Within the last few months, OpenAI’s o1 and DeepSeek’s R1 replication of it generalized and robustly productized reasoning for the extremely open-ended and unverifiable world of language and chatbots, improving benchmarks almost across the board whereas most prior search algorithms like MCTS work for some domains like Go but not poker. The models can use more compute spend at inference time to “think longer.”  

A presentation from Noam Brown; OpenAI

Interestingly, all it took was the simplest possible method of scaling training data and feeding it into a basic autoregressive Transformer. They generate a ton of CoT trajectories in verifiable domains and then use model-supervised deep RL to distill the learnings of how to choose the best path, backtrace, etc. into the base model itself. Only now could such general, open-ended reasoning be built since natural language reward data has exploded with the scaling of RLHF and the base models themselves have gotten pretty good at verifying.

Boy have we learned a lot since o1’s initial release just months ago. 

o3 took presumably the same architecture and massively scaled its size. It achieved roughly human-level reasoning on AGI-ARC and solved some of the hardest math problems out there. 

Epoch; OpenAI; ARC-AGI

While these models currently require enormous inference cost, they’ll continue to get rapidly cheaper as the CoT datasets become higher quality and the models are trained to find faster trajectories or short-cuts to the correct outcome. In fact, the cost of GPT4 level intelligence fell 1,000x in 1.5 years and the cost of o1 level intelligence fell 27x in the last 3 months (!!). 

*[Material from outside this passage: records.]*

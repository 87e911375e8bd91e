//! Signed connection URLs
//!
//! The remote service authorizes the WebSocket handshake with an HMAC-SHA256
//! signature over a virtual request (`host`, `date`, request line). The
//! signature embeds the exact timestamp, so a URL is built right before each
//! connection attempt and never reused.

use base64::Engine as _;
use base64::engine::general_purpose::STANDARD as BASE64;
use chrono::{DateTime, Utc};
use hmac::{Hmac, Mac};
use sha2::Sha256;
use url::Url;

use crate::config::Credentials;

type HmacSha256 = Hmac<Sha256>;

pub const SIGNING_ALGORITHM: &str = "hmac-sha256";
pub const SIGNED_HEADERS: &str = "host date request-line";

/// A connection URL authorized for a single handshake attempt.
#[derive(Debug, Clone, PartialEq, Eq)]
pub struct SignedConnectionUrl {
    base_url: Url,
    authorization: String,
    date: String,
    host: String,
}

impl SignedConnectionUrl {
    pub fn base_url(&self) -> &Url {
        &self.base_url
    }

    /// Base64-encoded authorization descriptor.
    pub fn authorization(&self) -> &str {
        &self.authorization
    }

    /// RFC-1123 timestamp the signature was computed over.
    pub fn date(&self) -> &str {
        &self.date
    }

    pub fn host(&self) -> &str {
        &self.host
    }

    /// Full URL with `authorization`, `date` and `host` query parameters.
    pub fn to_url(&self) -> Url {
        let mut url = self.base_url.clone();
        url.query_pairs_mut()
            .append_pair("authorization", &self.authorization)
            .append_pair("date", &self.date)
            .append_pair("host", &self.host);
        url
    }
}

/// Build a signed connection URL for `now`.
///
/// Pure function of its inputs: the same credentials and instant always
/// yield the same token.
pub fn build_connection_url(credentials: &Credentials, now: DateTime<Utc>) -> SignedConnectionUrl {
    let endpoint = credentials.endpoint();
    let host = authority(endpoint);
    let date = format_rfc1123(now);
    let request_line = format!("GET {} HTTP/1.1", endpoint.path());

    let payload = format!("host: {host}\ndate: {date}\n{request_line}");
    let signature = sign(credentials.api_secret(), &payload);

    let descriptor = format!(
        "api_key=\"{}\", algorithm=\"{}\", headers=\"{}\", signature=\"{}\"",
        credentials.api_key(),
        SIGNING_ALGORITHM,
        SIGNED_HEADERS,
        signature
    );

    SignedConnectionUrl {
        base_url: endpoint.clone(),
        authorization: BASE64.encode(descriptor),
        date,
        host,
    }
}

/// `Thu, 01 Jan 2026 00:00:00 GMT`
pub fn format_rfc1123(now: DateTime<Utc>) -> String {
    now.format("%a, %d %b %Y %H:%M:%S GMT").to_string()
}

/// Base64 of HMAC-SHA256(secret, payload).
pub fn sign(secret: &str, payload: &str) -> String {
    let mut mac =
        HmacSha256::new_from_slice(secret.as_bytes()).expect("HMAC accepts keys of any length");
    mac.update(payload.as_bytes());
    BASE64.encode(mac.finalize().into_bytes())
}

// Host plus explicit port; scheme and path stripped.
fn authority(url: &Url) -> String {
    let host = url.host_str().unwrap_or_default();
    match url.port() {
        Some(port) => format!("{host}:{port}"),
        None => host.to_string(),
    }
}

A researcher on x; ARC-AGI

Meanwhile, R1-Zero is the first reasoning model known to have successfully trained from a cold start with no human labeling data to bootstrap à la AlphaZero. Without the human data as guardrails, it exhibits some interesting signs of incoherence and illegibility in its reasoning, however that’s of course what led to move 37.

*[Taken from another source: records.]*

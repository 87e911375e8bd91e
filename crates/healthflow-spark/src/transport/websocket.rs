//! WebSocket transport over tokio-tungstenite

use async_trait::async_trait;
use futures::{SinkExt, StreamExt};
use tokio::net::TcpStream;
use tokio_tungstenite::tungstenite::{Error as WsError, Message as WsMessage};
use tokio_tungstenite::{MaybeTlsStream, WebSocketStream};
use tracing::{debug, info};
use url::Url;

use super::{Connection, Connector, TransportEvent, TransportFailure};

type WsStream = WebSocketStream<MaybeTlsStream<TcpStream>>;

/// Opens `ws://` and `wss://` connections.
#[derive(Debug, Clone, Default)]
pub struct WebSocketConnector;

impl WebSocketConnector {
    pub fn new() -> Self {
        Self
    }
}

#[async_trait]
impl Connector for WebSocketConnector {
    async fn connect(&self, url: &Url) -> Result<Box<dyn Connection>, TransportFailure> {
        // The query carries the signature; only log where we are going.
        info!(
            "Connecting to {}://{}{}",
            url.scheme(),
            url.host_str().unwrap_or_default(),
            url.path()
        );

        let (stream, response) = tokio_tungstenite::connect_async(url.as_str())
            .await
            .map_err(|e| TransportFailure(format!("WebSocket connect failed: {e}")))?;

        debug!("WebSocket handshake completed ({})", response.status());
        Ok(Box::new(WebSocketConnection { stream }))
    }
}

struct WebSocketConnection {
    stream: WsStream,
}

#[async_trait]
impl Connection for WebSocketConnection {
    async fn send_text(&mut self, text: String) -> Result<(), TransportFailure> {
        self.stream
            .send(WsMessage::Text(text.into()))
            .await
            .map_err(|e| TransportFailure(format!("WebSocket send failed: {e}")))
    }

    async fn next_event(&mut self) -> TransportEvent {
        loop {
            let message = match self.stream.next().await {
                None => return TransportEvent::Closed,
                Some(Ok(message)) => message,
                Some(Err(WsError::ConnectionClosed | WsError::AlreadyClosed)) => {
                    return TransportEvent::Closed;
                }
                Some(Err(e)) => return TransportEvent::Error(e.to_string()),
            };

            match message {
                WsMessage::Text(text) => return TransportEvent::Message(text.to_string()),
                WsMessage::Binary(bytes) => {
                    return match String::from_utf8(bytes.to_vec()) {
                        Ok(text) => TransportEvent::Message(text),
                        Err(_) => TransportEvent::Error("binary frame is not UTF-8".to_string()),
                    };
                }
                WsMessage::Close(frame) => {
                    if let Some(frame) = frame {
                        debug!("Peer closed: {} {}", frame.code, frame.reason);
                    }
                    return TransportEvent::Closed;
                }
                WsMessage::Ping(_) | WsMessage::Pong(_) | WsMessage::Frame(_) => continue,
            }
        }
    }

    async fn close(&mut self) {
        if let Err(e) = self.stream.close(None).await {
            debug!("WebSocket close: {}", e);
        }
    }
}
//! Inbound stream frames

use serde::Deserialize;

use crate::error::{Result, SparkError};

/// `header.status` value marking the last frame of an exchange.
pub const FINAL_STATUS: i64 = 2;

/// Token usage reported on the final frame.
#[derive(Debug, Clone, Default, PartialEq, Eq, Deserialize)]
pub struct TokenUsage {
    #[serde(default)]
    pub prompt_tokens: u32,
    #[serde(default)]
    pub completion_tokens: u32,
    #[serde(default)]
    pub total_tokens: u32,
}

/// One decoded inbound message.
#[derive(Debug, Clone, Default, PartialEq)]
pub struct StreamFrame {
    pub status: i64,
    pub code: i64,
    pub message: Option<String>,
    pub delta: Option<String>,
    pub usage: Option<TokenUsage>,
}

impl StreamFrame {
    /// A content frame with the given status.
    pub fn content(status: i64, delta: impl Into<String>) -> Self {
        Self {
            status,
            delta: Some(delta.into()),
            ..Self::default()
        }
    }

    pub fn is_error(&self) -> bool {
        self.code != 0
    }

    pub fn is_final(&self) -> bool {
        self.status == FINAL_STATUS
    }

    /// Decode a raw text message.
    pub fn decode(raw: &str) -> Result<Self> {
        let wire: WireFrame =
            serde_json::from_str(raw).map_err(|e| SparkError::MalformedFrame(e.to_string()))?;

        let payload = wire.payload.unwrap_or_default();
        let delta = payload.choices.and_then(|choices| {
            if choices.text.is_empty() {
                None
            } else {
                Some(choices.text.into_iter().map(|t| t.content).collect())
            }
        });

        Ok(Self {
            status: wire.header.status,
            code: wire.header.code,
            message: wire.header.message.filter(|m| !m.is_empty()),
            delta,
            usage: payload.usage.map(|u| u.text),
        })
    }
}

#[derive(Debug, Deserialize)]
struct WireFrame {
    header: WireHeader,
    #[serde(default)]
    payload: Option<WirePayload>,
}

#[derive(Debug, Deserialize)]
struct WireHeader {
    code: i64,
    #[serde(default)]
    message: Option<String>,
    #[serde(default)]
    status: i64,
}

#[derive(Debug, Default, Deserialize)]
struct WirePayload {
    #[serde(default)]
    choices: Option<WireChoices>,
    #[serde(default)]
    usage: Option<WireUsage>,
}

#[derive(Debug, Deserialize)]
struct WireChoices {
    #[serde(default)]
    text: Vec<WireText>,
}

#[derive(Debug, Deserialize)]
struct WireText {
    #[serde(default)]
    content: String,
}

#[derive(Debug, Deserialize)]
struct WireUsage {
    text: TokenUsage,
}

As Ilya once said, "all examples of true creativity come from RL." 

This model to me is far more important than R1 which gets all the media attention, because it serves a PoC pointing to a future with no human bottlenecks, even in the initial data acquisition. 

It remains TBD as to how long it’ll be til the models themselves are good enough to serve as verifiers for truly generalized situations and to what extent reasoning traces can be generalized or transfer learned to entirely novel situations especially in domains that are not readily amenable to verifiers.

To get to generalized superhuman reasoning, it may be the case that by scaling CoT training data (which happens naturally every time one of these models is queried), the model can memorize a sufficient number of “reasoning vectors” to pattern match and apply out of distribution. 

Alternatively, maybe truly general reasoning will require an architectural advance. One really interesting line of work towards maximal generalization is program synthesis which involves uncovering the program or function that transforms an input to an output by deep learning-guided combinatorial search over discrete operators. It’s the System 1 to LLM’s probabilistic pattern-matching System 2 thinking. 

Another exciting method not often discussed that’ll meaningfully impact reasoning in novel situations is test-time training (TTT). Whereas o1’s inference scaling is effectively productized CoT, TTT is effectively productized test-time fine-tuning / LoRA and the authors speculate it could be shipped in frontier models as early as 2026. Models could unify search with learning by having the base model permanently update its parameters in response to the newly learned useful information. This could allow an AI scientist to constantly update itself with useful new information and mental models without having to be retrained from scratch.

Ultimately, some combination of search algorithms, active test-time search, TTT, and program synthesis will be amplified by tool use, multi-agent self-play and collective intelligence, which Noam, Demis, and Ilya all said is the frontier they’re working on.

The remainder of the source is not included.